Stored items
++++++
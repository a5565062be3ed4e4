//! The runtime engine: state slots, serialized action dispatch, and
//! last-write-wins propagation.
//!
//! Concurrency model: `dispatch_action` calls against different instances
//! may run concurrently; calls against the same instance are serialized in
//! arrival order through a lazily-created keyed mutex, preventing lost
//! updates from interleaved state patches. Propagation deliberately does
//! not queue: overwriting the same input from multiple sources in quick
//! succession is last-write-wins.

use std::collections::HashMap;
use std::sync::Arc;

use dashmap::DashMap;
use serde_json::{Map, Value};
use tokio::sync::mpsc;
use uuid::Uuid;

use toolforge_types::composition::Composition;
use toolforge_types::error::RuntimeError;

use crate::catalog::ElementCatalog;

use super::{StateNotification, handlers};

type Subscriber = (Uuid, mpsc::UnboundedSender<StateNotification>);

/// Live runtime for one finalized composition.
#[derive(Debug)]
pub struct RuntimeEngine {
    catalog: Arc<ElementCatalog>,
    composition: Composition,
    /// Effective config per instance, resolved once at instantiation.
    configs: HashMap<String, Map<String, Value>>,
    /// State slot per stateful instance. A stateful instance always has a
    /// state value once instantiated, never undefined.
    states: DashMap<String, Value>,
    /// Latest propagated value per (instance, input). Last write wins.
    inputs: DashMap<String, Map<String, Value>>,
    /// Per-instance serialization for action dispatch, created lazily on
    /// first dispatch.
    action_locks: DashMap<String, Arc<tokio::sync::Mutex<()>>>,
    subscribers: DashMap<String, Vec<Subscriber>>,
}

impl RuntimeEngine {
    /// Instantiate a finalized composition: resolve every instance's spec
    /// and effective config, and seed default state for stateful instances.
    pub fn instantiate(
        composition: Composition,
        catalog: Arc<ElementCatalog>,
    ) -> Result<Self, RuntimeError> {
        if !composition.is_finalized {
            return Err(RuntimeError::NotFinalized);
        }

        let mut configs = HashMap::new();
        let states = DashMap::new();
        for instance in &composition.elements {
            let spec = catalog
                .get(&instance.element_id)
                .ok_or_else(|| RuntimeError::UnknownElement(instance.element_id.clone()))?;
            let config = catalog
                .effective_config(&instance.element_id, &instance.config)
                .map_err(|_| RuntimeError::UnknownElement(instance.element_id.clone()))?;
            if spec.stateful {
                states.insert(
                    instance.instance_id.clone(),
                    handlers::default_state(&instance.element_id, &config),
                );
            }
            configs.insert(instance.instance_id.clone(), config);
        }

        Ok(Self {
            catalog,
            composition,
            configs,
            states,
            inputs: DashMap::new(),
            action_locks: DashMap::new(),
            subscribers: DashMap::new(),
        })
    }

    /// Dispatch one action against one instance.
    ///
    /// Validates the action against the spec's declared `actions`, runs the
    /// element handler under the instance's lock, applies the state patch,
    /// notifies subscribers, propagates outputs, and returns the applied
    /// patch.
    pub async fn dispatch_action(
        &self,
        instance_id: &str,
        action: &str,
        payload: Value,
    ) -> Result<Map<String, Value>, RuntimeError> {
        let instance = self
            .composition
            .element(instance_id)
            .ok_or_else(|| RuntimeError::UnknownInstance(instance_id.to_string()))?;
        let spec = self
            .catalog
            .get(&instance.element_id)
            .ok_or_else(|| RuntimeError::UnknownElement(instance.element_id.clone()))?;

        if !spec.has_action(action) {
            return Err(RuntimeError::UnsupportedAction {
                element_id: spec.id.clone(),
                action: action.to_string(),
            });
        }

        let lock = self
            .action_locks
            .entry(instance_id.to_string())
            .or_insert_with(|| Arc::new(tokio::sync::Mutex::new(())))
            .clone();
        let _guard = lock.lock().await;

        let config = self.configs.get(instance_id).cloned().unwrap_or_default();
        let state = self
            .states
            .get(instance_id)
            .map(|entry| entry.value().clone())
            .unwrap_or(Value::Null);

        let effect = handlers::handle_action(&instance.element_id, &config, &state, action, &payload)?;

        if !effect.patch.is_empty() {
            self.apply_patch(instance_id, effect.patch.clone(), spec.realtime);
        }
        if !effect.outputs.is_empty() {
            self.propagate(instance_id, &effect.outputs);
        }

        tracing::debug!(instance_id, action, "dispatched action");
        Ok(effect.patch)
    }

    /// Push named output values along every connection whose source is
    /// `instance_id`. Fan-out is supported; the target input slot is simply
    /// overwritten (last write wins), and stateful/realtime targets run
    /// their input-changed recomputation.
    pub fn propagate(&self, instance_id: &str, outputs: &[(String, Value)]) {
        for connection in &self.composition.connections {
            if connection.source_id != instance_id {
                continue;
            }
            let Some((_, value)) = outputs.iter().find(|(name, _)| *name == connection.output)
            else {
                continue;
            };

            self.inputs
                .entry(connection.target_id.clone())
                .or_default()
                .insert(connection.input.clone(), value.clone());

            let Some(target) = self.composition.element(&connection.target_id) else {
                continue;
            };
            let Some(target_spec) = self.catalog.get(&target.element_id) else {
                continue;
            };
            if target_spec.stateful || target_spec.realtime {
                if let Some(patch) =
                    handlers::on_input_changed(&target.element_id, &connection.input, value)
                {
                    self.apply_patch(&connection.target_id, patch, target_spec.realtime);
                }
            }
        }
    }

    /// Current state of a stateful instance.
    pub fn state(&self, instance_id: &str) -> Option<Value> {
        self.states.get(instance_id).map(|entry| entry.value().clone())
    }

    /// Latest propagated input values for an instance.
    pub fn input_values(&self, instance_id: &str) -> Option<Map<String, Value>> {
        self.inputs.get(instance_id).map(|entry| entry.value().clone())
    }

    /// Register a listener for state-patch notifications on one instance.
    pub fn subscribe(
        &self,
        instance_id: &str,
    ) -> Result<(Uuid, mpsc::UnboundedReceiver<StateNotification>), RuntimeError> {
        if !self.composition.contains(instance_id) {
            return Err(RuntimeError::UnknownInstance(instance_id.to_string()));
        }
        let (sender, receiver) = mpsc::unbounded_channel();
        let subscription_id = Uuid::now_v7();
        self.subscribers
            .entry(instance_id.to_string())
            .or_default()
            .push((subscription_id, sender));
        Ok((subscription_id, receiver))
    }

    /// Drop one listener.
    pub fn unsubscribe(&self, instance_id: &str, subscription_id: Uuid) {
        if let Some(mut entry) = self.subscribers.get_mut(instance_id) {
            entry.retain(|(id, _)| *id != subscription_id);
        }
    }

    fn apply_patch(&self, instance_id: &str, patch: Map<String, Value>, notify: bool) {
        if let Some(mut entry) = self.states.get_mut(instance_id) {
            if let Value::Object(state) = entry.value_mut() {
                for (key, value) in &patch {
                    state.insert(key.clone(), value.clone());
                }
            }
        }
        if notify {
            self.notify(instance_id, patch);
        }
    }

    fn notify(&self, instance_id: &str, patch: Map<String, Value>) {
        if let Some(mut entry) = self.subscribers.get_mut(instance_id) {
            // Closed receivers are pruned on the way through.
            entry.retain(|(_, sender)| {
                sender
                    .send(StateNotification {
                        instance_id: instance_id.to_string(),
                        patch: patch.clone(),
                    })
                    .is_ok()
            });
        }
    }
}
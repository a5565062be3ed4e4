//! Incremental decoder for the newline-delimited generation stream.
//!
//! Network delivery boundaries are not aligned to logical records, so the
//! decoder keeps a carry-over buffer and only ever parses whole lines. A
//! consumer is never handed a truncated object: decoding the same total
//! text split at different fragment boundaries yields the identical ordered
//! event list.
//!
//! Tolerance policy:
//! - A malformed line is skipped (counted and logged), never fatal.
//! - An `error` record is terminal: the decoder surfaces it and ignores all
//!   further input.
//! - A trailing partial line at end-of-stream is discarded, not
//!   force-parsed.

use toolforge_types::event::GenerationEvent;

/// Incremental NDJSON decoder with a carry-over buffer.
#[derive(Debug, Default)]
pub struct StreamDecoder {
    buffer: String,
    terminated: bool,
    skipped_lines: u64,
}

impl StreamDecoder {
    pub fn new() -> Self {
        Self::default()
    }

    /// Feed one fragment of arbitrary size; returns every event completed
    /// by it, in order.
    pub fn decode(&mut self, chunk: &str) -> Vec<GenerationEvent> {
        if self.terminated {
            return Vec::new();
        }
        self.buffer.push_str(chunk);

        let mut events = Vec::new();
        // The final split segment may be an incomplete record; it stays in
        // the buffer as the new carry-over.
        while let Some(newline) = self.buffer.find('\n') {
            let line: String = self.buffer.drain(..=newline).collect();
            let line = line.trim();
            if line.is_empty() {
                continue;
            }

            match serde_json::from_str::<GenerationEvent>(line) {
                Ok(event) => {
                    let fatal = matches!(event, GenerationEvent::Error { .. });
                    events.push(event);
                    if fatal {
                        self.terminated = true;
                        self.buffer.clear();
                        break;
                    }
                }
                Err(err) => {
                    // Whole line reached us, so this is genuine malformation,
                    // not a truncation artifact. Skip it and keep going.
                    self.skipped_lines += 1;
                    tracing::warn!(line, %err, "skipping malformed generation record");
                }
            }
        }
        events
    }

    /// Signal end-of-stream. Unconsumed buffered content that never resolved
    /// to a complete line is discarded.
    pub fn finish(&mut self) {
        if !self.buffer.trim().is_empty() {
            tracing::debug!(
                bytes = self.buffer.len(),
                "discarding incomplete trailing record at end of stream"
            );
        }
        self.buffer.clear();
        self.terminated = true;
    }

    /// Whether a terminal `error` record was decoded (or the stream was
    /// finished).
    pub fn is_terminated(&self) -> bool {
        self.terminated
    }

    /// Number of malformed lines skipped so far.
    pub fn skipped_lines(&self) -> u64 {
        self.skipped_lines
    }
}

#[cfg(test)]
mod tests {
    use super::*;

    const STREAM: &str = concat!(
        r#"{"type":"thinking","data":{"message":"Building..."}}"#,
        "\n",
        r#"{"type":"element","data":{"id":"e1","type":"poll","config":{"question":"Pizza?","options":["Yes","No"]}}}"#,
        "\n",
        r#"{"type":"complete","data":{"name":"Pizza Poll"}}"#,
        "\n",
    );

    fn decode_all(decoder: &mut StreamDecoder, chunks: &[&str]) -> Vec<GenerationEvent> {
        let mut events = Vec::new();
        for chunk in chunks {
            events.extend(decoder.decode(chunk));
        }
        decoder.finish();
        events
    }

    #[test]
    fn whole_stream_in_one_fragment() {
        let mut decoder = StreamDecoder::new();
        let events = decode_all(&mut decoder, &[STREAM]);
        assert_eq!(events.len(), 3);
        assert!(matches!(events[0], GenerationEvent::Thinking { .. }));
        assert!(matches!(events[1], GenerationEvent::Element(_)));
        assert!(matches!(events[2], GenerationEvent::Complete { .. }));
    }

    #[test]
    fn framing_invariance_across_arbitrary_splits() {
        // P3: one fragment vs. many arbitrary-length fragments (including
        // char-by-char) must produce the identical ordered event list.
        let mut reference = StreamDecoder::new();
        let expected = decode_all(&mut reference, &[STREAM]);

        for split_at in [1usize, 3, 7, 20, 41, 80, STREAM.len() - 1] {
            let mut decoder = StreamDecoder::new();
            let (head, tail) = STREAM.split_at(split_at);
            let events = decode_all(&mut decoder, &[head, tail]);
            assert_eq!(
                serde_json::to_string(&events).unwrap(),
                serde_json::to_string(&expected).unwrap(),
                "split at {split_at} changed the event list"
            );
        }

        let mut decoder = StreamDecoder::new();
        let chars: Vec<String> = STREAM.chars().map(String::from).collect();
        let refs: Vec<&str> = chars.iter().map(String::as_str).collect();
        let events = decode_all(&mut decoder, &refs);
        assert_eq!(
            serde_json::to_string(&events).unwrap(),
            serde_json::to_string(&expected).unwrap()
        );
    }

    #[test]
    fn malformed_line_is_skipped_and_stream_continues() {
        // Scenario C: one unparseable line between two valid element lines.
        let stream = concat!(
            r#"{"type":"element","data":{"id":"e1","type":"poll"}}"#,
            "\n",
            "{this is not json at all\n",
            r#"{"type":"element","data":{"id":"e2","type":"counter"}}"#,
            "\n",
        );
        let mut decoder = StreamDecoder::new();
        let events = decoder.decode(stream);
        assert_eq!(events.len(), 2);
        assert_eq!(decoder.skipped_lines(), 1);
        assert!(!decoder.is_terminated());
    }

    #[test]
    fn unknown_record_type_is_a_skipped_line() {
        let mut decoder = StreamDecoder::new();
        let events = decoder.decode("{\"type\":\"confetti\",\"data\":{}}\n");
        assert!(events.is_empty());
        assert_eq!(decoder.skipped_lines(), 1);
    }

    #[test]
    fn blank_lines_are_ignored() {
        let mut decoder = StreamDecoder::new();
        let events = decoder.decode("\n   \n{\"type\":\"thinking\",\"data\":{\"message\":\"hi\"}}\n\n");
        assert_eq!(events.len(), 1);
        assert_eq!(decoder.skipped_lines(), 0);
    }

    #[test]
    fn error_record_is_terminal() {
        let stream = concat!(
            r#"{"type":"error","data":{"message":"model refused"}}"#,
            "\n",
            r#"{"type":"element","data":{"id":"e1","type":"poll"}}"#,
            "\n",
        );
        let mut decoder = StreamDecoder::new();
        let events = decoder.decode(stream);
        assert_eq!(events.len(), 1);
        assert!(matches!(events[0], GenerationEvent::Error { .. }));
        assert!(decoder.is_terminated());

        // Further fragments are ignored entirely.
        let more = decoder.decode("{\"type\":\"thinking\",\"data\":{\"message\":\"x\"}}\n");
        assert!(more.is_empty());
    }

    #[test]
    fn trailing_partial_line_is_discarded_at_end_of_stream() {
        let mut decoder = StreamDecoder::new();
        let events = decoder.decode(
            "{\"type\":\"thinking\",\"data\":{\"message\":\"hi\"}}\n{\"type\":\"element\",\"data\":{\"id\":",
        );
        assert_eq!(events.len(), 1);
        decoder.finish();
        assert!(decoder.decode("never parsed").is_empty());
        assert_eq!(decoder.skipped_lines(), 0);
    }

    #[test]
    fn record_split_across_three_fragments_emits_once() {
        let mut decoder = StreamDecoder::new();
        assert!(decoder.decode("{\"type\":\"thin").is_empty());
        assert!(decoder.decode("king\",\"data\":{\"message\":\"Buil").is_empty());
        let events = decoder.decode("ding...\"}}\n");
        assert_eq!(events.len(), 1);
        match &events[0] {
            GenerationEvent::Thinking { message } => assert_eq!(message, "Building..."),
            other => panic!("expected Thinking, got: {other:?}"),
        }
    }
}
//! Element specifications and instances.
//!
//! An [`ElementSpec`] describes one kind of building block in the closed
//! catalog: its configuration schema, input/output slots, accepted actions,
//! and stateful/realtime flags. An [`ElementInstance`] is a concrete
//! placement of a spec inside one composition, with its own id, display
//! name, and merged configuration.

use serde::{Deserialize, Serialize};
use serde_json::Value;

// ---------------------------------------------------------------------------
// Configuration schema
// ---------------------------------------------------------------------------

/// The declared type of a configuration field.
#[derive(Debug, Clone, Copy, PartialEq, Eq, Serialize, Deserialize)]
#[serde(rename_all = "snake_case")]
pub enum FieldType {
    String,
    Number,
    Boolean,
    List,
    Object,
}

impl FieldType {
    /// Whether a JSON value matches this field type.
    pub fn matches(&self, value: &Value) -> bool {
        match self {
            FieldType::String => value.is_string(),
            FieldType::Number => value.is_number(),
            FieldType::Boolean => value.is_boolean(),
            FieldType::List => value.is_array(),
            FieldType::Object => value.is_object(),
        }
    }
}

/// A typed descriptor for one field in an element's configuration schema.
#[derive(Debug, Clone, Serialize, Deserialize)]
pub struct ConfigField {
    /// Field name as it appears in instance config maps.
    pub name: String,
    /// Declared value type.
    pub field_type: FieldType,
    /// Whether the field must be present in a valid config.
    #[serde(default)]
    pub required: bool,
    /// Allowed values, when the field is an enumeration. Empty = unrestricted.
    #[serde(default, skip_serializing_if = "Vec::is_empty")]
    pub allowed_values: Vec<Value>,
    /// Default value merged into instance configs when the field is absent.
    #[serde(default, skip_serializing_if = "Option::is_none")]
    pub default: Option<Value>,
    /// Human-readable description, surfaced in the catalog export.
    #[serde(default)]
    pub description: String,
}

// ---------------------------------------------------------------------------
// ElementSpec
// ---------------------------------------------------------------------------

/// Default width/height in grid units for a placed element.
#[derive(Debug, Clone, Copy, PartialEq, Serialize, Deserialize, schemars::JsonSchema)]
pub struct Size {
    pub width: u32,
    pub height: u32,
}

/// Position of a placed element in grid units.
#[derive(Debug, Clone, Copy, PartialEq, Serialize, Deserialize, schemars::JsonSchema)]
pub struct Position {
    pub x: i32,
    pub y: i32,
}

/// Immutable description of one kind of building block.
///
/// Specs are loaded once into the catalog at startup and never mutated.
/// The `actions` list is the complete set of action names the runtime will
/// accept for instances of this spec.
#[derive(Debug, Clone, Serialize, Deserialize)]
pub struct ElementSpec {
    /// Stable identifier, e.g. `"poll"` or `"countdown-timer"`.
    pub id: String,
    /// Catalog category, e.g. `"interactive"` or `"display"`.
    pub category: String,
    /// Human-readable name.
    pub name: String,
    /// Human-readable description, embedded into the generation prompt.
    pub description: String,
    /// Example use cases, matched by catalog search.
    #[serde(default)]
    pub use_cases: Vec<String>,
    /// Typed configuration schema. Only declared fields are validated;
    /// unknown keys in an instance config are ignored.
    #[serde(default)]
    pub config_schema: Vec<ConfigField>,
    /// Named input slots this element accepts data on.
    #[serde(default)]
    pub inputs: Vec<String>,
    /// Named output slots this element emits data on.
    #[serde(default)]
    pub outputs: Vec<String>,
    /// Action names the runtime dispatches for this element.
    #[serde(default)]
    pub actions: Vec<String>,
    /// Whether instances retain runtime state across actions.
    #[serde(default)]
    pub stateful: bool,
    /// Whether state changes are pushed to live subscribers.
    #[serde(default)]
    pub realtime: bool,
    /// Default size when the generation service does not supply one.
    pub default_size: Size,
}

impl ElementSpec {
    /// Whether `action` is declared on this spec.
    pub fn has_action(&self, action: &str) -> bool {
        self.actions.iter().any(|a| a == action)
    }

    /// Whether `output` is a declared output slot.
    pub fn has_output(&self, output: &str) -> bool {
        self.outputs.iter().any(|o| o == output)
    }

    /// Whether `input` is a declared input slot.
    pub fn has_input(&self, input: &str) -> bool {
        self.inputs.iter().any(|i| i == input)
    }
}

// ---------------------------------------------------------------------------
// ElementInstance
// ---------------------------------------------------------------------------

/// A concrete placement of an [`ElementSpec`] within one composition.
#[derive(Debug, Clone, Serialize, Deserialize)]
pub struct ElementInstance {
    /// Unique within the owning composition.
    pub instance_id: String,
    /// Reference into the catalog.
    pub element_id: String,
    /// Display name, also used by fuzzy refinement targeting.
    #[serde(default, skip_serializing_if = "Option::is_none")]
    pub name: Option<String>,
    /// Configuration overrides, merged onto the spec's defaults.
    #[serde(default)]
    pub config: serde_json::Map<String, Value>,
    #[serde(default, skip_serializing_if = "Option::is_none")]
    pub position: Option<Position>,
    #[serde(default, skip_serializing_if = "Option::is_none")]
    pub size: Option<Size>,
}

impl ElementInstance {
    /// Create an instance with the given ids and no overrides.
    pub fn new(instance_id: impl Into<String>, element_id: impl Into<String>) -> Self {
        Self {
            instance_id: instance_id.into(),
            element_id: element_id.into(),
            name: None,
            config: serde_json::Map::new(),
            position: None,
            size: None,
        }
    }

    /// Whether the instance's display name or element id contains `keyword`,
    /// case-insensitively. Used by refinement targeting.
    pub fn matches_keyword(&self, keyword: &str) -> bool {
        let needle = keyword.to_lowercase();
        if self.element_id.to_lowercase().contains(&needle) {
            return true;
        }
        self.name
            .as_deref()
            .is_some_and(|n| n.to_lowercase().contains(&needle))
    }
}

// ---------------------------------------------------------------------------
// Connection
// ---------------------------------------------------------------------------

/// A directed link from a named output of one instance to a named input of
/// another.
#[derive(Debug, Clone, PartialEq, Eq, Serialize, Deserialize, schemars::JsonSchema)]
pub struct Connection {
    pub source_id: String,
    pub output: String,
    pub target_id: String,
    pub input: String,
}

impl Connection {
    /// Whether this connection references `instance_id` as source or target.
    pub fn touches(&self, instance_id: &str) -> bool {
        self.source_id == instance_id || self.target_id == instance_id
    }
}
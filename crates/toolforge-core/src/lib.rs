//! Core logic for Toolforge: the element catalog, the composition model,
//! the streaming generation decoder, the incremental builder, and the
//! runtime engine.
//!
//! This crate defines the `GenerationSource` port that the infrastructure
//! layer implements. It depends only on `toolforge-types` -- never on
//! `toolforge-infra` or any HTTP/IO crate.

pub mod builder;
pub mod catalog;
pub mod composition;
pub mod runtime;
pub mod stream;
++++++
A single number is expected: the count of lines in the entries that carry the string "refinement".

2